**PROBLEM DETAILS:** Could you set down exactly the lines in the records below between the line holding "pub use action::GenericActionHandler;" and the line holding "pub use for_each::ForEachHandler;", inclusive?
********************
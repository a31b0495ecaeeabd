//! Built-in step handlers

mod action;
mod ai_prompt;
mod condition;
mod define_variable;
mod fetch_api_data;
mod fields;
mod for_each;
mod query_data;
mod record;
mod send_email;
mod transform_content;
mod trigger;

use std::sync::Arc;

pub use action::GenericActionHandler;
pub use ai_prompt::AiPromptHandler;
pub use condition::ConditionHandler;
pub use define_variable::DefineVariableHandler;
pub use fetch_api_data::FetchApiDataHandler;
pub use for_each::ForEachHandler;
pub use query_data::QueryDataHandler;
pub use record::{CreateRecordHandler, UpdateRecordHandler};
pub use send_email::SendEmailHandler;
pub use transform_content::TransformContentHandler;
pub use trigger::TriggerHandler;

use crate::domain::workflow::{HandlerRegistry, StepHandler, StepId, WorkflowError};
use crate::domain::{ApiClient, DomainError, Mailer, RecordStore, TextGenerator};

/// Collaborators the built-in handlers delegate side effects to
#[derive(Clone)]
pub struct HandlerDependencies {
    pub text_generator: Arc<dyn TextGenerator>,
    pub record_store: Arc<dyn RecordStore>,
    pub mailer: Arc<dyn Mailer>,
    pub api_client: Arc<dyn ApiClient>,
}

impl HandlerDependencies {
    pub fn new(
        text_generator: Arc<dyn TextGenerator>,
        record_store: Arc<dyn RecordStore>,
        mailer: Arc<dyn Mailer>,
        api_client: Arc<dyn ApiClient>,
    ) -> Self {
        Self {
            text_generator,
            record_store,
            mailer,
            api_client,
        }
    }
}

/// Build a registry holding every built-in handler
pub fn default_registry(deps: HandlerDependencies) -> HandlerRegistry {
    let query_data: Arc<dyn StepHandler> =
        Arc::new(QueryDataHandler::new(deps.record_store.clone()));

    HandlerRegistry::new()
        .with_handler("TRIGGER", Arc::new(TriggerHandler))
        .with_handler("AI_PROMPT", Arc::new(AiPromptHandler::new(deps.text_generator)))
        .with_handler("CONDITION", Arc::new(ConditionHandler))
        .with_handler("FOR_EACH", Arc::new(ForEachHandler))
        .with_handler("ACTION", Arc::new(GenericActionHandler))
        .with_handler(
            "ACTION_CREATE_RECORD",
            Arc::new(CreateRecordHandler::new(deps.record_store.clone())),
        )
        .with_handler(
            "ACTION_UPDATE_RECORD",
            Arc::new(UpdateRecordHandler::new(deps.record_store.clone())),
        )
        .with_handler("QUERY_DATA", query_data.clone())
        .with_handler("FETCH_RECORDS", query_data)
        .with_handler("FETCH_API_DATA", Arc::new(FetchApiDataHandler::new(deps.api_client)))
        .with_handler("ACTION_SEND_EMAIL", Arc::new(SendEmailHandler::new(deps.mailer)))
        .with_handler("DEFINE_VARIABLE", Arc::new(DefineVariableHandler))
        .with_handler("TRANSFORM_CONTENT", Arc::new(TransformContentHandler))
}

/// Error for a missing or malformed config entry
fn config_error(step: &StepId, message: impl Into<String>) -> WorkflowError {
    WorkflowError::step_execution(step.as_str(), message)
}

/// Error for a failed collaborator call
fn collaborator_error(step: &StepId, err: DomainError) -> WorkflowError {
    WorkflowError::step_execution(step.as_str(), err.to_string())
}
********************
**OUTPUT FOR THIS TASK:**
pub use action::GenericActionHandler;
pub use ai_prompt::AiPromptHandler;
pub use condition::ConditionHandler;
pub use define_variable::DefineVariableHandler;
pub use fetch_api_data::FetchApiDataHandler;
pub use for_each::ForEachHandler;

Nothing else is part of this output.